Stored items
use super::*;

mod bench;
pub use bench::*;

mod solve;
pub use solve::*;

mod list;
pub use list::*;

/// All CLI commands available in this binary.
#[derive(clap::Subcommand, Debug)]
pub enum Command {
    /// Solve random solvable starts with each heuristic and compare node counts.
    #[command(alias = "b")]
    Bench(Bench),

    /// Solve a single start board.
    #[command(alias = "s")]
    Solve(Solve),

    /// Print the available heuristics and identity schemes.
    Heuristics,
}

#[derive(clap::Args, Debug)]
pub struct Bench {
    /// YAML benchmark config. Built-in defaults are used when omitted.
    #[arg(short, long)]
    config: Option<PathBuf>,
    /// Number of random start boards.
    #[arg(short, long)]
    puzzles: Option<usize>,
    /// Worker threads; 0 solves everything on the main thread.
    #[arg(short, long)]
    workers: Option<usize>,
    /// Seed for the start board generator.
    #[arg(long)]
    seed: Option<u64>,
    /// Heuristic to benchmark, by name or h1..h4. Repeat to compare several.
    #[arg(short = 'H', long = "heuristic")]
    heuristics: Vec<String>,
    /// How states are keyed in the open and closed sets.
    #[arg(short, long)]
    identity: Option<String>,
    /// Stop each search after this many expansions.
    #[arg(short, long)]
    max_expansions: Option<u64>,
    /// Print the report as JSON (Hint: redirect stdout)
    #[arg(short, long, default_value_t = false)]
    json: bool,
}

#[derive(clap::Args, Debug)]
pub struct Solve {
    /// Start board as nine digits, row-major, 0 for the blank (e.g. 1,2,3,4,0,6,7,5,8).
    tiles: String,
    /// Heuristic by name or h1..h4.
    #[arg(short = 'H', long, default_value = "manhattan")]
    heuristic: String,
    /// How states are keyed in the open and closed sets.
    #[arg(short, long, default_value = "with_path_cost")]
    identity: String,
    /// Stop after this many expansions.
    #[arg(short, long)]
    max_expansions: Option<u64>,
    /// Print the outcome as JSON (Hint: redirect stdout)
    #[arg(short, long, default_value_t = false)]
    json: bool,
}

impl Command {
    pub fn run(self) {
        match self {
            Command::Bench(args) => args.run(),
            Command::Solve(args) => args.run(),
            Command::Heuristics => list_heuristics(),
        }
    }
}
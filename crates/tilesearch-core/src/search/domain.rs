/// Generic interface for implicit state spaces searched by `AStar`.
///
/// The driver never inspects states itself: it only asks the domain for
/// successors, for the goal test, and for the path cost carried in a state.
pub trait SearchDomain {
    type State: Clone;

    /// Return every state reachable by one legal move.
    /// The order must be stable so node counts are reproducible.
    fn successors(&self, state: &Self::State) -> Vec<Self::State>;

    /// Return whether a state satisfies the goal.
    fn is_goal(&self, state: &Self::State) -> bool;

    /// Return the accumulated path cost `g` carried by a state.
    fn path_cost(&self, state: &Self::State) -> u32;
}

EXERCISE
Output, exactly and with nothing else, the lines from the line containing "counts are reproducible." to the end of the entries.

OUTPUT FOR THIS TASK
    /// The order must be stable so node counts are reproducible.
    fn successors(&self, state: &Self::State) -> Vec<Self::State>;

    /// Return whether a state satisfies the goal.
    fn is_goal(&self, state: &Self::State) -> bool;

    /// Return the accumulated path cost `g` carried by a state.
    fn path_cost(&self, state: &Self::State) -> u32;
}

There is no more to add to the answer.